Adelman noted that Dugan had already suffered significant consequences: she lost her judgeship, was forced to move, and withdrew from public life due to threats against her and her family. “This is a few minutes of conduct for someone who has dedicated her life to public service,” the judge said. “It’s a marked deviation from an otherwise law-abiding life.”

Prosecutors had argued for a serious sentence. Executive Assistant U.S. Attorney Richard Frohling wrote in a sentencing memo that “judges are entrusted with tremendous discretion, but there is a line they cannot cross. The defendant crossed that line.”

Resignation and Political Fallout

Dugan resigned from the Milwaukee County circuit judgeship she had held for nine years in January 2026 amid threats of impeachment from Republican state lawmakers who labeled her an activist judge. In her resignation letter, she said her prosecution threatened “the independence of our judiciary.”

Republican U.S. Rep. Tom Tiffany, a candidate for Wisconsin governor, had called for Dugan to be “locked up.” The case unfolded against the backdrop of President Donald Trump’s sweeping immigration crackdown, which included ICE targeting immigrants as they showed up for court hearings — a practice that has generated significant controversy.

Fox News reported that several people testified on Dugan’s behalf at sentencing, including Rev. Gregory J. O’Meara, a Jesuit priest and law professor, who said: “Hannah models what it means to be Christian. I do not think there is a need for further punishment, deterrence, retribution or reform.”
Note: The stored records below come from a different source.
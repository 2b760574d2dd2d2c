#![cfg_attr(target_os = "none", no_std)]
#![cfg_attr(target_os = "none", no_main)]

use core::fmt::{Display, Write};
use gam::modal;
use graphics_server::api::GlyphStyle;
use graphics_server::{DrawStyle, Gid, PixelColor, Point, Rectangle, TextBounds, TextView};
use locales::t;
use num_traits::*;
use std::collections::HashMap;
use std::io::Write as IoWrite;

pub(crate) const SERVER_NAME_WLANMAN: &str = "_WLAN manager_";

/// Top level application events.
#[derive(Debug, num_derive::FromPrimitive, num_derive::ToPrimitive)]
pub(crate) enum HelloOp {
    /// Redraw the screen
    Redraw = 0,

    Char,
    Quit,
}

#[derive(Debug)]
enum WLANError {
    UnderlyingError(xous::Error),
    PDDBWriteError(usize, usize),
    PDDBIoError(std::io::Error),
}

impl Display for WLANError {
    fn fmt(&self, f: &mut core::fmt::Formatter<'_>) -> core::fmt::Result {
        match self {
            WLANError::UnderlyingError(inner_error) => {
                write!(f, "Underlying Xous error: {:?}", inner_error)
            }
            WLANError::PDDBWriteError(written, total) => {
                write!(
                    f,
                    "PDDB write error, written {} of {} total",
                    written, total
                )
            }
            WLANError::PDDBIoError(err) => {
                write!(f, "PDDB IO error, {}", err)
            }
        }
    }
}

impl From<xous::Error> for WLANError {
    fn from(v: xous::Error) -> Self {
        Self::UnderlyingError(v)
    }
}

impl From<std::io::Error> for WLANError {
    fn from(v: std::io::Error) -> Self {
        Self::PDDBIoError(v)
    }
}

struct WLANMan {
    content: Gid,
    gam: gam::Gam,
    _gam_token: [u32; 4],
    screensize: Point,

    // Deps for wlan management
    com: com::Com,
    netmgr: net::NetManager,
    modals: modals::Modals,
    pddb: pddb::Pddb,
}

impl WLANMan {
    fn new(xns: &xous_names::XousNames, sid: xous::SID) -> Self {
        let gam = gam::Gam::new(&xns).expect("Can't connect to GAM");
        let gam_token = gam
            .register_ux(gam::UxRegistration {
                app_name: xous_ipc::String::<128>::from_str(gam::APP_NAME_WLANMAN),
                ux_type: gam::UxType::Framebuffer,
                predictor: None,
                listener: sid.to_array(),
                redraw_id: HelloOp::Redraw.to_u32().unwrap(),
                gotinput_id: None,
                audioframe_id: None,
                rawkeys_id: Some(HelloOp::Char.to_u32().unwrap()),
                focuschange_id: None,
            })
            .expect("Could not register GAM UX")
            .unwrap();

        let content = gam
            .request_content_canvas(gam_token)
            .expect("Could not get content canvas");
        let screensize = gam
            .get_canvas_bounds(content)
            .expect("Could not get canvas dimensions");
        Self {
            gam,
            _gam_token: gam_token,
            content,
            screensize,

            com: com::Com::new(&xns).unwrap(),
            netmgr: net::NetManager::new(),
            modals: modals::Modals::new(&xns).unwrap(),
            pddb: pddb::Pddb::new(),
        }
    }

    fn root_actions(&self) -> Vec<&str> {
        vec![
            "Turn WLAN on",
            "Turn WLAN off",
            "Manually add a network",
            "Scan for networks",
            "Network status",
        ]
    }

    fn set_wlan_state(&mut self, state: bool) -> Result<(), WLANError> {
        match state {
            true => {
                // on
                self.com.wlan_set_on()?;
                self.netmgr.connection_manager_run()?;
            }
            false => {
                // off
                self.netmgr.connection_manager_stop()?;
                self.com.wlan_set_off()?;
            }
        };

        Ok(())
    }

    fn add_new_ssid(&mut self) -> Result<(), WLANError> {
        let connection_data = self
            .modals
            .alert_builder("Fill this form with your connection SSID and password.")
            .field(
                Some("SSID".to_string()),
                Some(|text| {
                    if text.as_str().is_empty() {
                        return Some(xous_ipc::String::from_str("SSID cannot be empty"));
                    }

                    None
                }),
            )
            .field(
                Some("Password".to_string()),
                Some(|text| {
                    if text.as_str().is_empty() {
                        return Some(xous_ipc::String::from_str("Password cannot be empty"));
                    }

                    None
                }),
            )
            .build()
            .unwrap();

        let content = connection_data.content();

        self.store_connection_info(content[0].as_str(), content[1].as_str())
    }

    fn store_connection_info(&mut self, ssid: &str, pass: &str) -> Result<(), WLANError> {
        self.netmgr.connection_manager_stop().unwrap();
        match self.pddb.get(
            net::AP_DICT_NAME,
            &ssid,
            None,
            true,
            true,
            Some(com::api::WF200_PASS_MAX_LEN),
            Some(|| {}),
        ) {
            Ok(mut entry) => {
                match entry.write(&pass.as_bytes()) {
                    Ok(len) => {
                        if len != pass.len() {
                            Err(WLANError::PDDBWriteError(len, pass.len()))
                        } else {
                            // for now, we should always call flush at the end of a routine; perhaps in the
                            // future we'll have a timer that automatically syncs the pddb
                            entry.flush().expect("couldn't sync pddb cache");
                            // restart the connection manager now that the key combo has been committed
                            self.netmgr.connection_manager_run().unwrap();
                            Ok(())
                        }
                    }
                    Err(e) => Err(WLANError::PDDBIoError(e)),
                }
            }
            Err(e) => Err(WLANError::PDDBIoError(e)),
        }
    }

    fn scan_networks(&self) -> Result<Vec<String>, WLANError> {
        let scan_result = self.netmgr.wifi_get_ssid_list()?;

        Ok(scan_result
            .iter()
            .map(|ssid| ssid.name.to_string())
            .collect())
    }

    fn show_available_networks(&mut self) -> Result<(), WLANError> {
        let networks = self.scan_networks()?;
        let networks: Vec<&str> = networks.iter().map(|s| s.as_str()).collect();

        if networks.is_empty() {
            self.modals
                .show_notification("No networks available.", None)
                .unwrap();
            return Ok(());
        }

        self.modals.add_list(networks).unwrap();

        let ssid = self.modals.get_radiobutton("Choose an action:").unwrap();

        self.fill_password_for_ssid(&ssid)
    }

    fn fill_password_for_ssid(&mut self, ssid: &str) -> Result<(), WLANError> {
        let connection_data = self
            .modals
            .alert_builder(&format!("Fill this form with the password for {ssid}."))
            .field(
                Some("Password".to_string()),
                Some(|text| {
                    if text.as_str().is_empty() {
                        return Some(xous_ipc::String::from_str("Password cannot be empty"));
                    }

                    None
                }),
            )
            .build()
            .unwrap();

        let content = connection_data.content();

        self.store_connection_info(ssid, content[0].as_str())
    }

    fn network_status(&mut self) -> Result<(), WLANError> {
        let status = self.com.wlan_status()?;
        let ssid = match status.ssid {
            Some(s) => s.name.to_string(),
            None => "not connected".to_string(),
        };

        let ls = status.link_state;
        let ip = &status.ipv4;

        let status_str = format!(
            "Connection status: \n\n- SSID: {}\n- Link state: {:?}\n- IP: {}\n- Gateway: {}\n- Subnet mask: {}\n- DNS 1: {}\n- DNS 2: {}\n- DHCP state: {:?}",
            ssid,
            ls,
            format_ip(ip.addr),
            format_ip(ip.gtwy),
            format_ip(ip.mask),
            format_ip(ip.dns1),
            format_ip(ip.dns2),
            ip.dhcp,
        );

        self.modals.show_notification(&status_str, None).unwrap();
        Ok(())
    }

    fn draw_menu(&self) -> usize {
        let actions = self.root_actions();

        self.modals.add_list(actions).unwrap();
        self.modals.get_radiobutton("Choose an action:").unwrap();

        self.modals.get_radio_index().unwrap()
    }

    fn consume_menu_index(&mut self, idx: usize) {
        let resp = match idx {
            0 => self.set_wlan_state(true),
            1 => self.set_wlan_state(false),
            2 => self.add_new_ssid(),
            3 => self.show_available_networks(),
            4 => self.network_status(),
            _ => panic!("idx {idx} not covered"),
        };

        resp.unwrap_or_else(|error| self.show_error_modal(error));
    }

    fn show_error_modal(&self, e: WLANError) {
        self.modals
            .show_notification(format!("Error: {}", e).as_str(), None)
            .unwrap()
    }
}

fn main() -> ! {
    log_server::init_wait().unwrap();
    log::set_max_level(log::LevelFilter::Info);
    log::info!("Hello world PID is {}", xous::process::id());

    let xns = xous_names::XousNames::new().unwrap();

    // Register the server with xous
    let sid = xns
        .register_name(SERVER_NAME_WLANMAN, None)
        .expect("can't register server");

    let mut hello = WLANMan::new(&xns, sid);

    loop {
        let msg = xous::receive_message(sid).unwrap();
        log::debug!("Got message: {:?}", msg);

        match FromPrimitive::from_usize(msg.body.id()) {
            Some(HelloOp::Redraw) => {
                log::debug!("Got redraw");
            }
            Some(HelloOp::Quit) => {
                log::info!("Quitting application");
                break;
            }
            Some(HelloOp::Char) => {
                let idx = hello.draw_menu();
                hello.consume_menu_index(idx);
            }
            _ => {
                log::error!("Got unknown message");
            }
        }
    }

    log::info!("Quitting");
    xous::terminate_process(0)
}

fn format_ip(src: [u8; 4]) -> String {
    src.iter()
        .map(|&id| id.to_string())
        .collect::<Vec<String>>()
        .join(".")
}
Appeal and Broader Implications

Dugan’s attorneys announced they will appeal the felony obstruction conviction to the 7th Circuit Court of Appeals, advancing arguments that Dugan had judicial immunity and that the obstruction statute was incorrectly applied.

The case has become a national bellwether for the conflict between state judicial authority and federal immigration enforcement. Critics of ICE courthouse arrests argue they deter immigrants from appearing for court hearings and undermine trust in the judicial system, while the Trump administration maintains such arrests are necessary for public safety.

As Courthouse News Service noted, the sentence — significantly below federal guidelines — reflects the judge’s view that Dugan’s otherwise law-abiding life and decades of public service warranted leniency. The question now is whether the 7th Circuit will uphold the conviction or rule that a judge’s actions within her own courthouse are protected by judicial immunity.

What’s Next

The appeal process could extend the legal battle for months or years. Regardless of the outcome, the case has already reshaped the landscape for judges confronting ICE operations in their courthouses, serving as both a cautionary tale and a rallying point in the ongoing national debate over immigration enforcement.